Real Journeys, one of the South Island’s major tourism operators, yesterday confirmed it had more than 600 guest cancellations over the weekend.
Wayfare chief executive Richard Lauder, whose company is parent to Real Journeys, estimated the company could have 10,000 fewer guests a month for the next few months.
That was "a fair scale", he said.
"Clearly with the Chinese Government introducing that travel ban that will have a big effect across our business."
Chinese visitors were 10% of the company’s customers. February was traditionally a peak time: "It does come at the worst time," he said.
The company was likely to reduce the number of trips it carried out on bus and boat to "be more like a March than a February," Mr Lauder said.
Enterprise Dunedin director John Christie said some operators were getting cancellations, particularly from group tours.
Otago Chamber of Commerce chief executive Dougal McGowan said this week was usually the most popular time for Chinese people to travel.

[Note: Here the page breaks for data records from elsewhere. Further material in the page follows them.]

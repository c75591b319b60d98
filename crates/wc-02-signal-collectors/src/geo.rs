//! Address lookup client and country flag rendering.

use crate::client::ProbeClient;
use crate::error::CollectorError;
use shared_types::{paths, GeoInfo, GeoLookupResponse};
use tracing::debug;

/// Offset from `'A'` to REGIONAL INDICATOR SYMBOL LETTER A.
const REGIONAL_INDICATOR_OFFSET: u32 = 0x1F1E6 - 'A' as u32;

/// Geolocation of a public address via the address-lookup endpoint.
pub async fn lookup_geo(client: &ProbeClient, ip: &str) -> Result<GeoInfo, CollectorError> {
    let request = client.get(paths::GEO_IP)?.query(&[("ip", ip)]);
    let body: GeoLookupResponse = client.send_json(request).await?;
    if !body.ok {
        return Err(CollectorError::Parse("lookup answered ok=false".to_string()));
    }
    debug!(ip, location = %body.geo.location_text(), "Geo lookup complete");
    Ok(body.geo)
}

/// Flag emoji for an ISO 3166-1 alpha-2 code.
///
/// The code is trimmed and upper-cased first; anything that is not then
/// exactly two ASCII letters yields an empty string.
pub fn country_code_to_flag(code: &str) -> String {
    let upper = code.trim().to_ascii_uppercase();
    if upper.len() != 2 || !upper.bytes().all(|b| b.is_ascii_uppercase()) {
        return String::new();
    }
    upper
        .chars()
        .filter_map(|c| char::from_u32(c as u32 + REGIONAL_INDICATOR_OFFSET))
        .collect()
}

A reduction seemed likely.
"The next week is usually history’s largest migration of people ... that could have a significant effect on New Zealand tourism in the next couple of weeks or the next wee while."
The outbreak seemed likely to affect the number of international students — particularly those from China — attending the University of Otago, Otago Polytechnic and other education providers, he said.

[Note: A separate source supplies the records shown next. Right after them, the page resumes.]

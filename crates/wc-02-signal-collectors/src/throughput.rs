//! Download and upload throughput sampler.

use crate::client::ProbeClient;
use crate::error::CollectorError;
use shared_types::{paths, UploadResponse};
use std::time::{Duration, Instant};
use tracing::{debug, instrument};

pub const DEFAULT_DOWNLOAD_BYTES: u64 = 2 * 1024 * 1024;
pub const DEFAULT_UPLOAD_BYTES: u64 = 1024 * 1024;

/// Megabits per second for `bytes` moved in `elapsed`.
///
/// Sub-microsecond transfers are timed as one microsecond.
pub fn mbps(bytes: u64, elapsed: Duration) -> f64 {
    let secs = elapsed.as_secs_f64().max(1e-6);
    (bytes as f64 * 8.0) / secs / 1_000_000.0
}

/// One timed transfer.
#[derive(Debug, Clone, Copy, PartialEq)]
pub struct TransferSample {
    pub bytes: u64,
    pub elapsed: Duration,
}

impl TransferSample {
    pub fn mbps(&self) -> f64 {
        mbps(self.bytes, self.elapsed)
    }
}

/// Result of a throughput run. Each direction fails on its own.
#[derive(Debug, Clone, Default, PartialEq)]
pub struct ThroughputReport {
    pub download: Option<TransferSample>,
    pub upload: Option<TransferSample>,
}

/// Times a fixed-size download and a fixed-size upload.
#[derive(Debug, Clone)]
pub struct ThroughputSampler {
    client: ProbeClient,
    download_bytes: u64,
    upload_bytes: u64,
}

impl ThroughputSampler {
    pub fn new(client: ProbeClient) -> Self {
        Self {
            client,
            download_bytes: DEFAULT_DOWNLOAD_BYTES,
            upload_bytes: DEFAULT_UPLOAD_BYTES,
        }
    }

    /// Builder-style method to set the transfer sizes.
    #[must_use]
    pub fn with_sizes(mut self, download_bytes: u64, upload_bytes: u64) -> Self {
        self.download_bytes = download_bytes;
        self.upload_bytes = upload_bytes;
        self
    }

    #[instrument(name = "download_probe", skip(self), fields(bytes = self.download_bytes))]
    pub async fn measure_download(&self) -> Result<TransferSample, CollectorError> {
        let request = self
            .client
            .get(paths::DOWNLOAD)?
            .query(&[("size", self.download_bytes)])
            .timeout(self.client.config().transfer_timeout);

        let start = Instant::now();
        let body = self.client.send(request).await?.bytes().await?;
        let elapsed = start.elapsed();

        let sample = TransferSample {
            bytes: body.len() as u64,
            elapsed,
        };
        debug!(bytes = sample.bytes, mbps = sample.mbps(), "Download timed");
        Ok(sample)
    }

    #[instrument(name = "upload_probe", skip(self), fields(bytes = self.upload_bytes))]
    pub async fn measure_upload(&self) -> Result<TransferSample, CollectorError> {
        let payload = vec![0u8; self.upload_bytes as usize];
        let request = self
            .client
            .post(paths::UPLOAD)?
            .header(reqwest::header::CONTENT_TYPE, "application/octet-stream")
            .timeout(self.client.config().transfer_timeout)
            .body(payload);

        let start = Instant::now();
        let ack: UploadResponse = self.client.send_json(request).await?;
        let elapsed = start.elapsed();

        let sample = TransferSample {
            bytes: ack.received_bytes,
            elapsed,
        };
        debug!(bytes = sample.bytes, mbps = sample.mbps(), "Upload timed");
        Ok(sample)
    }

    /// Download then upload; a failed direction is reported as `None`.
    pub async fn run(&self) -> ThroughputReport {
        let download = self
            .measure_download()
            .await
            .map_err(|e| debug!(error = %e, "Download probe unavailable"))
            .ok();
        let upload = self
            .measure_upload()
            .await
            .map_err(|e| debug!(error = %e, "Upload probe unavailable"))
            .ok();
        ThroughputReport { download, upload }
    }
}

"They could come later or they may stop coming altogether."
The various education providers also needed to be prepared to manage the impact of the disease should any students arrive with it, Mr McGowan said.
"Of course we also have a duty of care to make sure those people are well when they’re here.
"That’s going to be a significant issue for them."
It was too early to say how the outbreak might affect the business community at large but individual businesses should start planning for the worst, Mr McGowan said.
The University of Otago has activated its Infectious Disease Emergency Planning Group, which works closely with the Ministry of Health and local health authorities to follow and promote Government advice.
A spokesman said the university began communicating with staff and students last week and will continue to do so "as this dynamic situation develops".
"At this point, we have no reports of staff or students affected by the virus.
The university expected more than 400 students from mainland China this year.
"International enrolments for 2020 are as we would expect at this stage in the academic year cycle,’’ the spokesman said.
"Student Health is the primary healthcare provider for students. Staff at Student Health have already made preparations for students who may present with the illness."
Otago Polytechnic’s 98 Chinese students made up 32% of its 2019 international student intake.
That number included students already in New Zealand who were not citizens or residents.
The polytechnic has advised staff and students if they have returned from one of the countries with confirmed cases and are unwell, to call a GP before visiting in person.
In its supplier update, Silver Fern Farms has warned coronavirus could negatively affect consumer confidence and trade certainty. The company said it was too early to draw conclusions but it was closely watching given China’s importance to its global portfolio.
Silver Fern Farms said it would monitor the impact of the disease by observing food sales and confidence in restaurant environments, which it said were often "symptomatic of retail demand and the choice to eat at home".
"Long term, if it continues to spread around the globe as it currently is and it’s still very early days. But it seems to spread pretty quickly and rapidly."